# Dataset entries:
Content starts
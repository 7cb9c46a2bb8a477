use indexmap::IndexMap;
use serde::Serialize;

/// One of the nine fixed creative directions selectable in the individual
/// flow. The `prompt` fragment is spliced into the single-image template.
#[derive(Debug, Clone, PartialEq, Eq, Serialize)]
pub struct Concept {
    pub id: u32,
    pub name: &'static str,
    pub description: &'static str,
    pub icon: &'static str,
    pub prompt: &'static str,
}

pub const CONCEPTS: [Concept; 9] = [
    Concept {
        id: 1,
        name: "Hero Still Life",
        description: "Bold, iconic composition with striking visual impact",
        icon: "🎯",
        prompt: "Iconic hero still life with bold composition",
    },
    Concept {
        id: 2,
        name: "Macro Detail",
        description: "Extreme close-up highlighting texture and material",
        icon: "🔍",
        prompt: "Extreme macro detail highlighting material, surface, or texture",
    },
    Concept {
        id: 3,
        name: "Dynamic Interaction",
        description: "Liquid or particle effects surrounding the product",
        icon: "💫",
        prompt: "Dynamic liquid or particle interaction surrounding the product",
    },
    Concept {
        id: 4,
        name: "Sculptural Minimal",
        description: "Clean arrangement with abstract geometric forms",
        icon: "🔷",
        prompt: "Minimal sculptural arrangement with abstract forms",
    },
    Concept {
        id: 5,
        name: "Floating Elements",
        description: "Weightless composition suggesting innovation",
        icon: "☁️",
        prompt: "Floating elements composition suggesting lightness and innovation",
    },
    Concept {
        id: 6,
        name: "Sensory Close-up",
        description: "Tactile realism emphasizing touch and feel",
        icon: "✋",
        prompt: "Sensory close-up emphasizing tactility and realism",
    },
    Concept {
        id: 7,
        name: "Color Concept",
        description: "Scene driven by the product color palette",
        icon: "🎨",
        prompt: "Color-driven conceptual scene inspired by the product palette",
    },
    Concept {
        id: 8,
        name: "Abstract Essence",
        description: "Symbolic ingredient or component visualization",
        icon: "✨",
        prompt: "Ingredient or component abstraction (non-literal, symbolic)",
    },
    Concept {
        id: 9,
        name: "Surreal Fusion",
        description: "Elegant blend of realism and imagination",
        icon: "🌙",
        prompt: "Surreal yet elegant fusion scene combining realism and imagination",
    },
];

/// One of the four fixed close-up framings used by the macro-set flow.
#[derive(Debug, Clone, PartialEq, Eq)]
pub struct MacroVariant {
    pub name: &'static str,
    pub prompt: &'static str,
}

pub const MACRO_VARIANTS: [MacroVariant; 4] = [
    MacroVariant {
        name: "Ultra Detail",
        prompt: "Create an extreme macro close-up photograph focusing on the most distinctive surface detail or texture of the uploaded product.\n\nFocus on: The most visually interesting texture, material finish, or surface detail (like embossing, grain, label texture, cap threading, or material surface)\nComposition: Fill 80-90% of frame with the detail, abstract composition where the full product shape is not visible\nDepth of field: Ultra-shallow, razor-thin focus plane with beautiful bokeh on surrounding areas",
    },
    MacroVariant {
        name: "Logo & Branding",
        prompt: "Create a macro close-up photograph highlighting the logo, typography, or key branding element of the uploaded product.\n\nFocus on: The product logo, brand name, or most important text/graphic element\nComposition: The branding element should be the clear hero, with some product context visible around it\nDepth of field: Shallow focus on the text/logo with gentle blur on surrounding product surface",
    },
    MacroVariant {
        name: "Form & Silhouette",
        prompt: "Create a medium-close macro photograph showcasing the elegant form, curves, or architectural shape of the uploaded product.\n\nFocus on: The product's distinctive shape, an interesting curve, edge, corner, or structural detail\nComposition: Show enough of the product to appreciate its form while maintaining an intimate macro perspective\nDepth of field: Selective focus that draws attention to the most beautiful curve or edge",
    },
    MacroVariant {
        name: "Material Study",
        prompt: "Create a macro photograph that feels like a material study, emphasizing the tactile quality and craftsmanship of the uploaded product.\n\nFocus on: Where different materials meet, a seam, cap closure, or where the product shows its construction quality\nComposition: Capture a detail that makes viewers want to reach out and touch the product\nDepth of field: Medium-shallow, allowing appreciation of the material's tactile qualities",
    },
];

/// Catalog lookup preserving the fixed display order.
#[derive(Debug, Clone)]
pub struct ConceptRegistry {
    concepts: IndexMap<u32, Concept>,
}

impl ConceptRegistry {
    pub fn get(&self, id: u32) -> Option<&Concept> {
        self.concepts.get(&id)
    }

    pub fn iter(&self) -> impl Iterator<Item = &Concept> {
        self.concepts.values()
    }

    pub fn len(&self) -> usize {
        self.concepts.len()
    }

    pub fn is_empty(&self) -> bool {
        self.concepts.is_empty()
    }
}

impl Default for ConceptRegistry {
    fn default() -> Self {
        let mut concepts = IndexMap::new();
        for concept in CONCEPTS {
            concepts.insert(concept.id, concept);
        }
        Self { concepts }
    }
}

#[cfg(test)]
mod tests {
    use super::*;

    #[test]
    fn registry_keeps_catalog_order_and_ids() {
        let registry = ConceptRegistry::default();
        assert_eq!(registry.len(), 9);
        let ids: Vec<u32> = registry.iter().map(|concept| concept.id).collect();
        assert_eq!(ids, vec![1, 2, 3, 4, 5, 6, 7, 8, 9]);
        assert_eq!(registry.get(7).map(|c| c.name), Some("Color Concept"));
        assert!(registry.get(10).is_none());
    }

    #[test]
    fn macro_variants_are_a_fixed_quartet() {
        assert_eq!(MACRO_VARIANTS.len(), 4);
        assert_eq!(MACRO_VARIANTS[0].name, "Ultra Detail");
        assert_eq!(MACRO_VARIANTS[3].name, "Material Study");
    }
}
Content ends
# PROBLEM DESCRIPTION:
Your job here is to copy the entries above exactly.

# TASK RESULT:
repository 7cb9c46a2bb8a477
use indexmap::IndexMap;
use serde::Serialize;

/// One of the nine fixed creative directions selectable in the individual
/// flow. The `prompt` fragment is spliced into the single-image template.
#[derive(Debug, Clone, PartialEq, Eq, Serialize)]
pub struct Concept {
    pub id: u32,
    pub name: &'static str,
    pub description: &'static str,
    pub icon: &'static str,
    pub prompt: &'static str,
}

pub const CONCEPTS: [Concept; 9] = [
    Concept {
        id: 1,
        name: "Hero Still Life",
        description: "Bold, iconic composition with striking visual impact",
        icon: "🎯",
        prompt: "Iconic hero still life with bold composition",
    },
    Concept {
        id: 2,
        name: "Macro Detail",
        description: "Extreme close-up highlighting texture and material",
        icon: "🔍",
        prompt: "Extreme macro detail highlighting material, surface, or texture",
    },
    Concept {
        id: 3,
        name: "Dynamic Interaction",
        description: "Liquid or particle effects surrounding the product",
        icon: "💫",
        prompt: "Dynamic liquid or particle interaction surrounding the product",
    },
    Concept {
        id: 4,
        name: "Sculptural Minimal",
        description: "Clean arrangement with abstract geometric forms",
        icon: "🔷",
        prompt: "Minimal sculptural arrangement with abstract forms",
    },
    Concept {
        id: 5,
        name: "Floating Elements",
        description: "Weightless composition suggesting innovation",
        icon: "☁️",
        prompt: "Floating elements composition suggesting lightness and innovation",
    },
    Concept {
        id: 6,
        name: "Sensory Close-up",
        description: "Tactile realism emphasizing touch and feel",
        icon: "✋",
        prompt: "Sensory close-up emphasizing tactility and realism",
    },
    Concept {
        id: 7,
        name: "Color Concept",
        description: "Scene driven by the product color palette",
        icon: "🎨",
        prompt: "Color-driven conceptual scene inspired by the product palette",
    },
    Concept {
        id: 8,
        name: "Abstract Essence",
        description: "Symbolic ingredient or component visualization",
        icon: "✨",
        prompt: "Ingredient or component abstraction (non-literal, symbolic)",
    },
    Concept {
        id: 9,
        name: "Surreal Fusion",
        description: "Elegant blend of realism and imagination",
        icon: "🌙",
        prompt: "Surreal yet elegant fusion scene combining realism and imagination",
    },
];

/// One of the four fixed close-up framings used by the macro-set flow.
#[derive(Debug, Clone, PartialEq, Eq)]
pub struct MacroVariant {
    pub name: &'static str,
    pub prompt: &'static str,
}

pub const MACRO_VARIANTS: [MacroVariant; 4] = [
    MacroVariant {
        name: "Ultra Detail",
        prompt: "Create an extreme macro close-up photograph focusing on the most distinctive surface detail or texture of the uploaded product.\n\nFocus on: The most visually interesting texture, material finish, or surface detail (like embossing, grain, label texture, cap threading, or material surface)\nComposition: Fill 80-90% of frame with the detail, abstract composition where the full product shape is not visible\nDepth of field: Ultra-shallow, razor-thin focus plane with beautiful bokeh on surrounding areas",
    },
    MacroVariant {
        name: "Logo & Branding",
        prompt: "Create a macro close-up photograph highlighting the logo, typography, or key branding element of the uploaded product.\n\nFocus on: The product logo, brand name, or most important text/graphic element\nComposition: The branding element should be the clear hero, with some product context visible around it\nDepth of field: Shallow focus on the text/logo with gentle blur on surrounding product surface",
    },
    MacroVariant {
        name: "Form & Silhouette",
        prompt: "Create a medium-close macro photograph showcasing the elegant form, curves, or architectural shape of the uploaded product.\n\nFocus on: The product's distinctive shape, an interesting curve, edge, corner, or structural detail\nComposition: Show enough of the product to appreciate its form while maintaining an intimate macro perspective\nDepth of field: Selective focus that draws attention to the most beautiful curve or edge",
    },
    MacroVariant {
        name: "Material Study",
        prompt: "Create a macro photograph that feels like a material study, emphasizing the tactile quality and craftsmanship of the uploaded product.\n\nFocus on: Where different materials meet, a seam, cap closure, or where the product shows its construction quality\nComposition: Capture a detail that makes viewers want to reach out and touch the product\nDepth of field: Medium-shallow, allowing appreciation of the material's tactile qualities",
    },
];

/// Catalog lookup preserving the fixed display order.
#[derive(Debug, Clone)]
pub struct ConceptRegistry {
    concepts: IndexMap<u32, Concept>,
}

impl ConceptRegistry {
    pub fn get(&self, id: u32) -> Option<&Concept> {
        self.concepts.get(&id)
    }

    pub fn iter(&self) -> impl Iterator<Item = &Concept> {
        self.concepts.values()
    }

    pub fn len(&self) -> usize {
        self.concepts.len()
    }

    pub fn is_empty(&self) -> bool {
        self.concepts.is_empty()
    }
}

impl Default for ConceptRegistry {
    fn default() -> Self {
        let mut concepts = IndexMap::new();
        for concept in CONCEPTS {
            concepts.insert(concept.id, concept);
        }
        Self { concepts }
    }
}

#[cfg(test)]
mod tests {
    use super::*;

    #[test]
    fn registry_keeps_catalog_order_and_ids() {
        let registry = ConceptRegistry::default();
        assert_eq!(registry.len(), 9);
        let ids: Vec<u32> = registry.iter().map(|concept| concept.id).collect();
        assert_eq!(ids, vec![1, 2, 3, 4, 5, 6, 7, 8, 9]);
        assert_eq!(registry.get(7).map(|c| c.name), Some("Color Concept"));
        assert!(registry.get(10).is_none());
    }

    #[test]
    fn macro_variants_are_a_fixed_quartet() {
        assert_eq!(MACRO_VARIANTS.len(), 4);
        assert_eq!(MACRO_VARIANTS[0].name, "Ultra Detail");
        assert_eq!(MACRO_VARIANTS[3].name, "Material Study");
    }
}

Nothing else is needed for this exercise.